The Global Mosquito Alert Consortium’s (GMAC’s) best practices guides offer experiences gained from a variety of projects that use citizen science to better understand and combat disease-vector mosquitoes. The goal is to create a growing repository of information about how best to use and customize the GMAC’s citizen science toolkit for local implementation.

The present guide encompasses Pillar 4 of the GMAC toolkit: Vector Mosquito Monitoring via biodiversity specimen/DNA data sharing. This is a shared document to be used for developing an effective international citizen science network for vector mosquito monitoring, this part covering best practice in collecting mosquito specimens and DNA. Best practice for research data sharing has been handled differently by different fields, but an attempt to synthesis these was carried out by the Toronto International Data Release Workshop in 2009 (see: http://www.nature.com/nature/journal/v461/n7261/full/461168a.html). DNA data sharing has a particularly long history, and has lead the way in much of biological research. The principles for rapid release of genome-sequence data were first formulated the Bermuda (1996-1998) and Fort Lauderdale (2003) meetings, and remain the accepted policies recognised by the genomics community, journals and funders. Data producers were obliged to submit their data to one of the three INSDC databases (EBI, NCBI or DDBJ) as soon as possible after the assembled sequence has met a set of quality evaluation criteria. In exchange for ‘early release’ of their data, the international sequencing centers retained the right to be the first to describe and analyze their complete datasets in peer-reviewed publications. Leading to the Toronto workshop, attendees endorsed the value of rapid pre-publication data release for large reference datasets in biology and medicine that have broad utility and agreed that pre-publication data release should go beyond genomics. This asks data producers to release their data, but they request a protected time period to allow them to be the first to publish the data set, this should be limited to global analyses of the data and ideally expire within one year.

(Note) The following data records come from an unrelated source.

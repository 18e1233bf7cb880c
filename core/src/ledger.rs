//! The ledger boundary.
//!
//! # Design
//! The client never owns a transport. Hosts supply a `LedgerClient` that
//! knows how to reach an RPC node; the core only decides what to ask for and
//! what the answers mean. Implementations must map "no account at this
//! address" to `LedgerError::NotFound` and program refusals to
//! `LedgerError::Rejected` with the program's message.

use crate::address::{Address, Identity};
use crate::error::LedgerError;
use crate::instruction::Instruction;
use crate::types::{AccountData, KeyedAccount, Signature};

/// Selects program-owned accounts in `queryAccounts`.
#[derive(Debug, Clone, Copy, PartialEq, Eq)]
pub struct AccountFilter {
    pub program_id: Address,
    /// Only accounts whose authority is this identity.
    pub authority: Option<Identity>,
}

impl AccountFilter {
    pub fn owned_by(program_id: Address, authority: Identity) -> Self {
        Self {
            program_id,
            authority: Some(authority),
        }
    }
}

/// RPC connection plus program interface, supplied by the host.
pub trait LedgerClient: Send + Sync {
    fn fetch_account(&self, address: &Address) -> Result<AccountData, LedgerError>;

    fn query_accounts(&self, filter: &AccountFilter) -> Result<Vec<KeyedAccount>, LedgerError>;

    /// Sign with the session's wallet and submit. Returns once the ledger has
    /// accepted or refused the instruction.
    fn submit_instruction(&self, instruction: &Instruction) -> Result<Signature, LedgerError>;
}

impl<L: LedgerClient + ?Sized> LedgerClient for std::sync::Arc<L> {
    fn fetch_account(&self, address: &Address) -> Result<AccountData, LedgerError> {
        (**self).fetch_account(address)
    }

    fn query_accounts(&self, filter: &AccountFilter) -> Result<Vec<KeyedAccount>, LedgerError> {
        (**self).query_accounts(filter)
    }

    fn submit_instruction(&self, instruction: &Instruction) -> Result<Signature, LedgerError> {
        (**self).submit_instruction(instruction)
    }
}
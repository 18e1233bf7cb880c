//! Client configuration loaded from TOML.
//!
//! Every field has a default, so an empty file yields the testnet endpoint,
//! the deployed program id, and auto-connect enabled.

use std::fs;
use std::path::Path;

use serde::{Deserialize, Serialize};

use crate::address::{default_program_id, Address};
use crate::error::ConfigError;

pub const DEFAULT_ENDPOINT: &str = "https://api.testnet.solana.com";

/// Client settings, usually read from a TOML file next to the host app.
#[derive(Clone, Debug, PartialEq, Eq, Serialize, Deserialize)]
pub struct ClientConfig {
    #[serde(default = "default_program_id")]
    pub program_id: Address,
    /// RPC endpoint handed to the host's transport.
    #[serde(default = "default_endpoint")]
    pub endpoint: String,
    /// Reconnect a remembered wallet on startup.
    #[serde(default = "default_auto_connect")]
    pub auto_connect: bool,
}

fn default_endpoint() -> String {
    DEFAULT_ENDPOINT.to_string()
}

fn default_auto_connect() -> bool {
    true
}

impl ClientConfig {
    pub fn load(path: &Path) -> Result<Self, ConfigError> {
        let content = fs::read_to_string(path)?;
        Self::from_toml_str(&content)
    }

    pub fn from_toml_str(content: &str) -> Result<Self, ConfigError> {
        Ok(toml::from_str(content)?)
    }
}

impl Default for ClientConfig {
    fn default() -> Self {
        Self {
            program_id: default_program_id(),
            endpoint: default_endpoint(),
            auto_connect: default_auto_connect(),
        }
    }
}

#[cfg(test)]
mod tests {
    use std::io::Write;

    use super::*;

    #[test]
    fn empty_file_uses_defaults() {
        let config = ClientConfig::from_toml_str("").unwrap();
        assert_eq!(config, ClientConfig::default());
        assert_eq!(config.program_id.to_string(), crate::address::DEFAULT_PROGRAM_ID);
        assert!(config.auto_connect);
    }

    #[test]
    fn fields_override_defaults() {
        let config = ClientConfig::from_toml_str(
            r#"
            program_id = "11111111111111111111111111111111"
            endpoint = "http://127.0.0.1:8899"
            auto_connect = false
            "#,
        )
        .unwrap();
        assert_eq!(config.program_id, Address::SYSTEM_PROGRAM);
        assert_eq!(config.endpoint, "http://127.0.0.1:8899");
        assert!(!config.auto_connect);
    }

    #[test]
    fn bad_program_id_is_a_parse_error() {
        let err = ClientConfig::from_toml_str(r#"program_id = "nope""#).unwrap_err();
        assert!(matches!(err, ConfigError::Parse(_)));
    }

    #[test]
    fn load_reads_from_disk() {
        let mut file = tempfile::NamedTempFile::new().unwrap();
        writeln!(file, "auto_connect = false").unwrap();
        let config = ClientConfig::load(file.path()).unwrap();
        assert!(!config.auto_connect);
    }

    #[test]
    fn missing_file_is_an_io_error() {
        let err = ClientConfig::load(Path::new("/definitely/not/here.toml")).unwrap_err();
        assert!(matches!(err, ConfigError::Io(_)));
    }
}
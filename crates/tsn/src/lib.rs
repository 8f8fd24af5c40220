//! Generic Netlink client library for LAN966x TSN configuration.
//!
//! The LAN966x switch driver exposes its TSN features (frame preemption,
//! FRER, PSFP and QoS classification) through per-feature Generic Netlink
//! families. This crate provides the netlink plumbing and a typed
//! connection per family.
//!
//! # Example
//!
//! ```ignore
//! use tsn::netlink::genl::psfp::PsfpConnection;
//!
//! #[tokio::main]
//! async fn main() -> tsn::Result<()> {
//!     let conn = PsfpConnection::new().await?;
//!
//!     let mut cfg = conn.meter_config(3).await?;
//!     cfg.cir = 1000;
//!     conn.set_meter_config(3, &cfg).await?;
//!
//!     Ok(())
//! }
//! ```

pub mod netlink;
pub mod util;

// Re-export common types at crate root for convenience
pub use netlink::{Error, Result};
//! Error types for netlink operations.

use std::io;

/// Result type for netlink operations.
pub type Result<T> = std::result::Result<T, Error>;

/// Errors that can occur during netlink operations.
#[derive(Debug, thiserror::Error)]
pub enum Error {
    /// I/O error from socket operations.
    #[error("I/O error: {0}")]
    Io(#[from] io::Error),

    /// Kernel returned an error code.
    #[error("kernel error: {message} (errno {errno})")]
    Kernel {
        /// The errno value from the kernel.
        errno: i32,
        /// Human-readable error message (extended ACK text when available).
        message: String,
    },

    /// Generic Netlink family is not registered.
    #[error("generic netlink family not found: {name}")]
    FamilyNotFound {
        /// The family name that could not be resolved.
        name: String,
    },

    /// An expected attribute was absent from a reply.
    #[error("missing attribute: {name}")]
    MissingAttribute {
        /// Name of the absent attribute.
        name: &'static str,
    },

    /// Message or attribute payload was truncated.
    #[error("truncated payload: expected {expected} bytes, got {actual}")]
    Truncated {
        /// Expected payload length.
        expected: usize,
        /// Actual bytes received.
        actual: usize,
    },

    /// Invalid message format.
    #[error("invalid message: {0}")]
    InvalidMessage(String),

    /// Invalid attribute format.
    #[error("invalid attribute: {0}")]
    InvalidAttribute(String),

    /// Interface not found.
    #[error("interface not found: {name}")]
    InterfaceNotFound {
        /// The interface name that was not found.
        name: String,
    },
}

impl Error {
    /// Create a kernel error from a (negative) errno value.
    pub fn from_errno(errno: i32) -> Self {
        let message = io::Error::from_raw_os_error(-errno).to_string();
        Self::Kernel {
            errno: -errno,
            message,
        }
    }

    /// Check if this is a "not found" error (ENOENT, ENODEV, etc.).
    pub fn is_not_found(&self) -> bool {
        match self {
            Self::Kernel { errno, .. } => matches!(*errno, libc::ENOENT | libc::ENODEV),
            Self::FamilyNotFound { .. } | Self::InterfaceNotFound { .. } => true,
            _ => false,
        }
    }
}
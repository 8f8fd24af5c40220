//! Generic Netlink message header.
//!
//! Every Generic Netlink message carries a fixed 4-byte header after the
//! netlink header:
//!
//! ```text
//! +---------+---------+----------+
//! | cmd (1) | ver (1) | res (2)  |
//! +---------+---------+----------+
//! ```

use crate::netlink::error::{Error, Result};
use zerocopy::{FromBytes, Immutable, IntoBytes, KnownLayout};

/// Size of the Generic Netlink header.
pub const GENL_HDRLEN: usize = std::mem::size_of::<GenlMsgHdr>();

/// Generic Netlink message header (mirrors struct genlmsghdr).
#[repr(C)]
#[derive(Debug, Clone, Copy, Default, FromBytes, IntoBytes, Immutable, KnownLayout)]
pub struct GenlMsgHdr {
    /// Command within the family.
    pub cmd: u8,
    /// Family interface version.
    pub version: u8,
    /// Reserved, must be zero.
    pub reserved: u16,
}

impl GenlMsgHdr {
    /// Create a new Generic Netlink header.
    pub fn new(cmd: u8, version: u8) -> Self {
        Self {
            cmd,
            version,
            reserved: 0,
        }
    }

    /// Convert header to bytes.
    pub fn as_bytes(&self) -> &[u8] {
        <Self as IntoBytes>::as_bytes(self)
    }

    /// Parse header from bytes.
    pub fn from_bytes(data: &[u8]) -> Result<&Self> {
        Self::ref_from_prefix(data)
            .map(|(r, _)| r)
            .map_err(|_| Error::Truncated {
                expected: GENL_HDRLEN,
                actual: data.len(),
            })
    }
}

#[cfg(test)]
mod tests {
    use super::*;

    #[test]
    fn test_header_size() {
        assert_eq!(GENL_HDRLEN, 4);
    }

    #[test]
    fn test_roundtrip() {
        let hdr = GenlMsgHdr::new(3, 1);
        let bytes = hdr.as_bytes();
        assert_eq!(bytes, &[3, 1, 0, 0]);

        let parsed = GenlMsgHdr::from_bytes(bytes).unwrap();
        assert_eq!(parsed.cmd, 3);
        assert_eq!(parsed.version, 1);
    }

    #[test]
    fn test_truncated() {
        assert!(GenlMsgHdr::from_bytes(&[3, 1]).is_err());
    }
}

Beyond making data open, best practice is now to follow the FAIR Guiding Principles for scientific data management and stewardship (see: https://www.nature.com/articles/sdata201618) which focuses on the interoperability and machine readability of datasets. To maximise the re-use of this citizen collected data the Global Mosquito Alert Consortium would ideally follow these overarching principles and practices. For more practical purposes there are more field specific guidelines and systems for dealing with collecting this type of insect biodiversity data that will be outlined in more detail below.